A converter turns one loaded YAML file plus one parsed ModelCodeBlock into a GeneratedScript. The current pipeline is:

  1. BlockScanner parses model-code fences and accepts only options listed in MODEL_CODE_OPTION_NAMES.

  2. YamlLoader loads test_case_path.

  3. get_converter() looks up block.converter_tag from build_default_converters().

  4. The selected converter returns GeneratedScript(content=..., language="shell").

  5. GeneratorService replaces {{ generated }} in the block body, validates that the final script is non-empty, and writes docs/_build/doc_codegen/<doc_stem>/<block_name>.sh.

To add a converter:

  1. In tools/docs_codegen/converters.py, add a BaseConverter subclass with a unique name. That name is the value authors put in :converter_tag:.

  2. Implement convert(self, loaded_yaml, *, block) -> GeneratedScript.

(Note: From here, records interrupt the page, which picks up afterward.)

use axum::extract::{FromRef, FromRequestParts};
use axum::http::request::Parts;
use axum::http::StatusCode;
use base64::Engine as _;
use lfss_core::types::UserRecord;
use lfss_core::{lifecycle, user};

use crate::state::AppState;

/// `Authorization: Bearer <token>`, HTTP Basic, or `?token=` query,
/// falling back to the guest user — the cascade named in §6: try the
/// header, then a fallback, then give up gracefully rather than
/// hard-failing.
pub struct AuthUser(pub UserRecord);

impl<S> FromRequestParts<S> for AuthUser
where
    AppState: FromRef<S>,
    S: Send + Sync,
{
    type Rejection = StatusCode;

    async fn from_request_parts(parts: &mut Parts, state: &S) -> Result<Self, Self::Rejection> {
        let app_state = AppState::from_ref(state);
        let token = extract_token(parts).await;

        let Some(token) = token else {
            return Ok(AuthUser(lifecycle::guest()));
        };

        match user::authenticate(&app_state.engine, &token).await {
            Ok(Some(u)) => {
                app_state.engine.debounce().touch_last_active(u.id);
                Ok(AuthUser(u))
            }
            Ok(None) => Err(StatusCode::UNAUTHORIZED),
            Err(_) => Err(StatusCode::INTERNAL_SERVER_ERROR),
        }
    }
}

async fn extract_token(parts: &Parts) -> Option<String> {
    if let Some(auth) = parts.headers.get(axum::http::header::AUTHORIZATION) {
        let value = auth.to_str().ok()?;
        if let Some(bearer) = value.strip_prefix("Bearer ") {
            return Some(bearer.trim().to_string());
        }
        if let Some(basic) = value.strip_prefix("Basic ") {
            let decoded = base64::engine::general_purpose::STANDARD.decode(basic.trim()).ok()?;
            let text = String::from_utf8(decoded).ok()?;
            let (username, password) = text.split_once(':')?;
            return Some(lfss_core::user::hash_credential(username, password));
        }
    }
    let query = parts.uri.query()?;
    for pair in query.split('&') {
        if let Some(value) = pair.strip_prefix("token=") {
            return Some(percent_encoding::percent_decode_str(value).decode_utf8_lossy().into_owned());
        }
    }
    None
}

pub fn require_authenticated(user: &UserRecord) -> Result<(), StatusCode> {
    if user.is_guest() {
        Err(StatusCode::UNAUTHORIZED)
    } else {
        Ok(())
    }
}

Use make_docs_codegen_error(..., block=block) for user-facing validation errors so the CLI and Sphinx output include document context.

  3. Reuse helpers from tools/docs_codegen/utils.py, such as require_mapping, require_mapping_list, require_scalar_mapping, require_indexed_mapping, require_node_field, parse_command_tokens, substitute_template_positionals, and render_cli_command.

  4. Register the converter in build_default_converters(). If it is not registered, get_converter() will reject the new converter_tag.

  5. If the converter needs new directive metadata, add the option name to MODEL_CODE_OPTION_NAMES in tools/docs_codegen/scanner.py and to ModelCodeDirective.option_spec in tools/docs_codegen/sphinx_extension.py. Read the option with block.get_option("<option_name>").

  6. Add or update tests in tests/ut/tools/test_docs_codegen.py. Cover the successful render path, required option validation, YAML shape validation, and any CLI/Sphinx scanner behavior affected by new metadata.

  7. Add a real model-code example in a model tutorial, preferably under docs/source/tutorials/models/, and point it to an existing YAML file under tests/.

  8. Validate with the CLI:

    python3 tools/docs_codegen/cli.py --doc <your_doc> --dry-run
    python3 tools/docs_codegen/cli.py --block <your_doc>::<block_name> --dry-run --stdout
    

If a converter should render something other than shell, set GeneratedScript.language accordingly so Sphinx can highlight the generated literal block correctly.